## Material to process

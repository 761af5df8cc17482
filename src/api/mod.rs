//! G-Click API access.
//!
//! Authentication, the owners listing and the paginated task listing. The
//! pipeline talks to the API through the [`TaskSource`] trait so it can also
//! be driven by an in-memory source.

mod auth;
mod client;
mod error;
mod types;

pub use auth::{AccessToken, Session, TokenPolicy, TokenProvider};
pub use client::{GClickClient, PAGE_SIZE};
pub use error::{AuthError, FetchError};
pub use types::{Listing, OwnedTask, Task, TaskCategory, User};

use async_trait::async_trait;

/// Source of owners and their tasks.
#[async_trait]
pub trait TaskSource: Send + Sync {
    /// Users who own tasks, deduplicated by id.
    async fn list_owners(&self) -> Result<Vec<User>, FetchError>;

    /// All tasks of one category assigned to one user.
    async fn list_tasks(
        &self,
        owner_id: i64,
        category: TaskCategory,
    ) -> Result<Vec<Task>, FetchError>;
}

## Task requirements
Set every entry down verbatim.

## Exercise response
repository 761af5df8cc17482
filename src/api/mod.rs
//! G-Click API access.
//!
//! Authentication, the owners listing and the paginated task listing. The
//! pipeline talks to the API through the [`TaskSource`] trait so it can also
//! be driven by an in-memory source.

mod auth;
mod client;
mod error;
mod types;

pub use auth::{AccessToken, Session, TokenPolicy, TokenProvider};
pub use client::{GClickClient, PAGE_SIZE};
pub use error::{AuthError, FetchError};
pub use types::{Listing, OwnedTask, Task, TaskCategory, User};

use async_trait::async_trait;

/// Source of owners and their tasks.
#[async_trait]
pub trait TaskSource: Send + Sync {
    /// Users who own tasks, deduplicated by id.
    async fn list_owners(&self) -> Result<Vec<User>, FetchError>;

    /// All tasks of one category assigned to one user.
    async fn list_tasks(
        &self,
        owner_id: i64,
        category: TaskCategory,
    ) -> Result<Vec<Task>, FetchError>;
}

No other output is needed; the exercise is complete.